Tasting the Patria (Chica): Regional and National Culinary Identities in Latin America

Thursday, January 3, 2013: 1:00 PM
Preservation Hall, Studio 7 (New Orleans Marriott)
Jeffrey M. Pilcher, University of Minnesota Twin Cities
This paper offers a comparative perspective on the process of cultural formation in the construction of national and regional cuisines. Beginning with Priscilla Parkhurst Ferguson's work on cuisine as a discursive cultural field, I examine the social contexts of culinary formation in three countries, Mexico, Argentina, and Cuba. The three countries represent the vast social diversity within Latin America through the histories of settlement, migration, politics, agriculture, and trade, yet the resulting national cuisines show remarkable structural similarities, suggesting that these national culinary cultures are the product more of transnational processes of class formation and literary production.

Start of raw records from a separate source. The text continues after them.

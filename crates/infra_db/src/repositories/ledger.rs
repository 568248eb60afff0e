//! Loan, schedule and payment queries

use chrono::{DateTime, NaiveDate, Utc};
use rust_decimal::Decimal;
use sqlx::{FromRow, PgExecutor, Postgres, QueryBuilder};

use core_kernel::{LoanId, PaymentId, ScheduleId};
use domain_billing::{
    CreateLoanCommand, CreatePaymentCommand, Loan, NewScheduleEntry, Payment, PaymentQuery,
    ScheduleEntry, ScheduleQuery, ScheduleStatus,
};

use crate::error::DatabaseError;

const LOAN_COLUMNS: &str = "id, principal_amount, annual_interest_rate, total_interest_amount, \
     total_payable_amount, weekly_payment_amount, total_weeks, start_date, created_at";
const SCHEDULE_COLUMNS: &str = "id, loan_id, sequence, due_date, amount, paid_amount, status";
const PAYMENT_COLUMNS: &str = "id, loan_id, week_number, amount, idempotency_key, paid_at";

/// Database row for a loan
#[derive(Debug, Clone, FromRow)]
pub struct LoanRow {
    pub id: i64,
    pub principal_amount: i64,
    pub annual_interest_rate: Decimal,
    pub total_interest_amount: i64,
    pub total_payable_amount: i64,
    pub weekly_payment_amount: i64,
    pub total_weeks: i32,
    pub start_date: NaiveDate,
    pub created_at: DateTime<Utc>,
}

impl LoanRow {
    pub fn into_domain(self) -> Result<Loan, DatabaseError> {
        Ok(Loan {
            id: LoanId::new(self.id),
            principal_amount: self.principal_amount,
            annual_interest_rate: self.annual_interest_rate,
            total_interest_amount: self.total_interest_amount,
            total_payable_amount: self.total_payable_amount,
            weekly_payment_amount: self.weekly_payment_amount,
            total_weeks: from_db_int(self.total_weeks, "total_weeks")?,
            start_date: self.start_date,
            created_at: self.created_at,
        })
    }
}

/// Database row for a schedule entry
#[derive(Debug, Clone, FromRow)]
pub struct ScheduleRow {
    pub id: i64,
    pub loan_id: i64,
    pub sequence: i32,
    pub due_date: NaiveDate,
    pub amount: i64,
    pub paid_amount: i64,
    pub status: String,
}

impl ScheduleRow {
    pub fn into_domain(self) -> Result<ScheduleEntry, DatabaseError> {
        let status: ScheduleStatus = self
            .status
            .parse()
            .map_err(|e: core_kernel::CoreError| DatabaseError::Decode(e.to_string()))?;
        Ok(ScheduleEntry {
            id: ScheduleId::new(self.id),
            loan_id: LoanId::new(self.loan_id),
            sequence: from_db_int(self.sequence, "sequence")?,
            due_date: self.due_date,
            amount: self.amount,
            paid_amount: self.paid_amount,
            status,
        })
    }
}

/// Database row for a payment
#[derive(Debug, Clone, FromRow)]
pub struct PaymentRow {
    pub id: i64,
    pub loan_id: i64,
    pub week_number: i32,
    pub amount: i64,
    pub idempotency_key: String,
    pub paid_at: DateTime<Utc>,
}

impl PaymentRow {
    pub fn into_domain(self) -> Result<Payment, DatabaseError> {
        Ok(Payment {
            id: PaymentId::new(self.id),
            loan_id: LoanId::new(self.loan_id),
            week_number: from_db_int(self.week_number, "week_number")?,
            amount: self.amount,
            idempotency_key: self.idempotency_key,
            paid_at: self.paid_at,
        })
    }
}

fn from_db_int(value: i32, column: &str) -> Result<u32, DatabaseError> {
    u32::try_from(value).map_err(|_| DatabaseError::Decode(format!("negative {}: {}", column, value)))
}

fn to_db_int(value: u32, column: &str) -> Result<i32, DatabaseError> {
    i32::try_from(value).map_err(|_| DatabaseError::Decode(format!("{} out of range: {}", column, value)))
}

/// Fetches a loan; `lock` adds `FOR UPDATE` and only makes sense inside a transaction
pub async fn fetch_loan<'e, E>(executor: E, id: LoanId, lock: bool) -> Result<Loan, DatabaseError>
where
    E: PgExecutor<'e>,
{
    let sql = format!(
        "SELECT {} FROM loans WHERE id = $1{}",
        LOAN_COLUMNS,
        if lock { " FOR UPDATE" } else { "" }
    );
    sqlx::query_as::<_, LoanRow>(&sql)
        .bind(id.value())
        .fetch_optional(executor)
        .await?
        .ok_or_else(|| DatabaseError::not_found("Loan", id))?
        .into_domain()
}

pub async fn insert_loan<'e, E>(executor: E, command: &CreateLoanCommand) -> Result<Loan, DatabaseError>
where
    E: PgExecutor<'e>,
{
    let sql = format!(
        "INSERT INTO loans (principal_amount, annual_interest_rate, total_interest_amount, \
         total_payable_amount, weekly_payment_amount, total_weeks, start_date) \
         VALUES ($1, $2, $3, $4, $5, $6, $7) RETURNING {}",
        LOAN_COLUMNS
    );
    sqlx::query_as::<_, LoanRow>(&sql)
        .bind(command.principal_amount)
        .bind(command.annual_interest_rate)
        .bind(command.total_interest_amount)
        .bind(command.total_payable_amount)
        .bind(command.weekly_payment_amount)
        .bind(to_db_int(command.total_weeks, "total_weeks")?)
        .bind(command.start_date)
        .fetch_one(executor)
        .await?
        .into_domain()
}

pub async fn total_paid_amount<'e, E>(executor: E, loan_id: LoanId) -> Result<i64, DatabaseError>
where
    E: PgExecutor<'e>,
{
    let total = sqlx::query_scalar::<_, i64>(
        "SELECT COALESCE(SUM(amount), 0)::BIGINT FROM payments WHERE loan_id = $1",
    )
    .bind(loan_id.value())
    .fetch_one(executor)
    .await?;
    Ok(total)
}

pub async fn paid_weeks_count<'e, E>(executor: E, loan_id: LoanId) -> Result<u32, DatabaseError>
where
    E: PgExecutor<'e>,
{
    let count = sqlx::query_scalar::<_, i64>("SELECT COUNT(*) FROM payments WHERE loan_id = $1")
        .bind(loan_id.value())
        .fetch_one(executor)
        .await?;
    u32::try_from(count).map_err(|_| DatabaseError::Decode(format!("payment count out of range: {}", count)))
}

pub async fn last_paid_week<'e, E>(executor: E, loan_id: LoanId) -> Result<u32, DatabaseError>
where
    E: PgExecutor<'e>,
{
    let week = sqlx::query_scalar::<_, i32>(
        "SELECT COALESCE(MAX(week_number), 0) FROM payments WHERE loan_id = $1",
    )
    .bind(loan_id.value())
    .fetch_one(executor)
    .await?;
    from_db_int(week, "week_number")
}

pub async fn insert_payment<'e, E>(executor: E, command: &CreatePaymentCommand) -> Result<Payment, DatabaseError>
where
    E: PgExecutor<'e>,
{
    let sql = format!(
        "INSERT INTO payments (loan_id, week_number, amount, idempotency_key, paid_at) \
         VALUES ($1, $2, $3, $4, $5) RETURNING {}",
        PAYMENT_COLUMNS
    );
    sqlx::query_as::<_, PaymentRow>(&sql)
        .bind(command.loan_id.value())
        .bind(to_db_int(command.week_number, "week_number")?)
        .bind(command.amount)
        .bind(&command.idempotency_key)
        .bind(command.paid_at)
        .fetch_one(executor)
        .await?
        .into_domain()
}

pub async fn find_payment_by_idempotency_key<'e, E>(
    executor: E,
    loan_id: LoanId,
    idempotency_key: &str,
) -> Result<Option<Payment>, DatabaseError>
where
    E: PgExecutor<'e>,
{
    let sql = format!(
        "SELECT {} FROM payments WHERE loan_id = $1 AND idempotency_key = $2",
        PAYMENT_COLUMNS
    );
    sqlx::query_as::<_, PaymentRow>(&sql)
        .bind(loan_id.value())
        .bind(idempotency_key)
        .fetch_optional(executor)
        .await?
        .map(PaymentRow::into_domain)
        .transpose()
}

/// Keyset page of payments ordered by `(paid_at, id)`
pub async fn list_payments<'e, E>(executor: E, query: &PaymentQuery) -> Result<Vec<Payment>, DatabaseError>
where
    E: PgExecutor<'e>,
{
    let sql = format!(
        "SELECT {} FROM payments \
         WHERE loan_id = $1 AND ($2::timestamptz IS NULL OR (paid_at, id) > ($2, $3)) \
         ORDER BY paid_at, id LIMIT $4",
        PAYMENT_COLUMNS
    );
    sqlx::query_as::<_, PaymentRow>(&sql)
        .bind(query.loan_id.value())
        .bind(query.after.map(|c| c.paid_at))
        .bind(query.after.map(|c| c.id.value()))
        .bind(i64::from(query.limit))
        .fetch_all(executor)
        .await?
        .into_iter()
        .map(PaymentRow::into_domain)
        .collect()
}

/// Inserts all entries with one multi-row `INSERT`
pub async fn insert_schedules<'e, E>(executor: E, entries: &[NewScheduleEntry]) -> Result<u64, DatabaseError>
where
    E: PgExecutor<'e>,
{
    if entries.is_empty() {
        return Ok(0);
    }

    let mut rows = Vec::with_capacity(entries.len());
    for entry in entries {
        rows.push((entry, to_db_int(entry.sequence, "sequence")?));
    }

    let mut builder: QueryBuilder<Postgres> =
        QueryBuilder::new("INSERT INTO schedules (loan_id, sequence, due_date, amount, paid_amount, status) ");
    builder.push_values(rows, |mut row, (entry, sequence)| {
        row.push_bind(entry.loan_id.value())
            .push_bind(sequence)
            .push_bind(entry.due_date)
            .push_bind(entry.amount)
            .push_bind(0_i64)
            .push_bind(ScheduleStatus::Pending.as_str());
    });

    let result = builder.build().execute(executor).await?;
    Ok(result.rows_affected())
}

/// Keyset page of schedule entries ordered by `sequence`
pub async fn list_schedules<'e, E>(executor: E, query: &ScheduleQuery) -> Result<Vec<ScheduleEntry>, DatabaseError>
where
    E: PgExecutor<'e>,
{
    let after = query.after.map_or(0, |c| c.sequence);
    let sql = format!(
        "SELECT {} FROM schedules WHERE loan_id = $1 AND sequence > $2 ORDER BY sequence LIMIT $3",
        SCHEDULE_COLUMNS
    );
    sqlx::query_as::<_, ScheduleRow>(&sql)
        .bind(query.loan_id.value())
        .bind(to_db_int(after, "sequence")?)
        .bind(i64::from(query.limit))
        .fetch_all(executor)
        .await?
        .into_iter()
        .map(ScheduleRow::into_domain)
        .collect()
}

/// Sets the paid amount; the entry flips to `PAID` once the installment is covered
pub async fn update_schedule_payment<'e, E>(
    executor: E,
    id: ScheduleId,
    paid_amount: i64,
) -> Result<ScheduleEntry, DatabaseError>
where
    E: PgExecutor<'e>,
{
    let sql = format!(
        "UPDATE schedules \
         SET paid_amount = $2, \
             status = CASE WHEN $2 >= amount THEN 'PAID' ELSE 'PENDING' END, \
             updated_at = NOW() \
         WHERE id = $1 RETURNING {}",
        SCHEDULE_COLUMNS
    );
    sqlx::query_as::<_, ScheduleRow>(&sql)
        .bind(id.value())
        .bind(paid_amount)
        .fetch_optional(executor)
        .await?
        .ok_or_else(|| DatabaseError::not_found("Schedule", id))?
        .into_domain()
}

pub async fn fetch_schedule_by_sequence<'e, E>(
    executor: E,
    loan_id: LoanId,
    sequence: u32,
) -> Result<ScheduleEntry, DatabaseError>
where
    E: PgExecutor<'e>,
{
    let sql = format!(
        "SELECT {} FROM schedules WHERE loan_id = $1 AND sequence = $2",
        SCHEDULE_COLUMNS
    );
    sqlx::query_as::<_, ScheduleRow>(&sql)
        .bind(loan_id.value())
        .bind(to_db_int(sequence, "sequence")?)
        .fetch_optional(executor)
        .await?
        .ok_or_else(|| DatabaseError::not_found("Schedule", format!("{}#{}", loan_id, sequence)))?
        .into_domain()
}

#[cfg(test)]
mod tests {
    use super::*;

    #[test]
    fn test_schedule_row_maps_status() {
        let row = ScheduleRow {
            id: 3,
            loan_id: 1,
            sequence: 2,
            due_date: NaiveDate::from_ymd_opt(2025, 1, 15).unwrap(),
            amount: 100,
            paid_amount: 100,
            status: "PAID".to_string(),
        };
        let entry = row.into_domain().unwrap();
        assert_eq!(entry.status, ScheduleStatus::Paid);
        assert_eq!(entry.sequence, 2);
    }

    #[test]
    fn test_unknown_status_is_decode_error() {
        let row = ScheduleRow {
            id: 3,
            loan_id: 1,
            sequence: 2,
            due_date: NaiveDate::from_ymd_opt(2025, 1, 15).unwrap(),
            amount: 100,
            paid_amount: 0,
            status: "LATE".to_string(),
        };
        assert!(matches!(row.into_domain(), Err(DatabaseError::Decode(_))));
    }

    #[test]
    fn test_negative_week_is_rejected() {
        assert!(from_db_int(-1, "week_number").is_err());
        assert_eq!(to_db_int(7, "sequence").unwrap(), 7);
        assert!(to_db_int(u32::MAX, "sequence").is_err());
    }
}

            The paper will begin by surveying the literature on national cuisines and nation formation more broadly. It will also consider the historical structures of food production in the three countries. In considering the development of national cuisines, three historical periods stand out as crucial. The early nineteenth century is distinctive for the globalized nature of literary production. Parisian publishing houses published many Mexican national cookbooks during this period. The Argentine national cuisine, moreover, was defined in exile by the figure of Juana Gorriti. Finally, the Cuban national cuisine was being defined in the 1850s, even before Cuba gained its independence from Spain. In the mid-twentieth century, female authors from all three countries produce their own national culinary ideals, which were still largely creole in nature, setting the tone for middle-class life by harkening back to the colonial era, even as they adopted modern technology imported from Europe and the U.S. Finally, in the late twentieth century, a moment of globalization in culinary tourism, national cuisines began to harken back to mythologized pre-Hispanic pasts as markers of international distinction.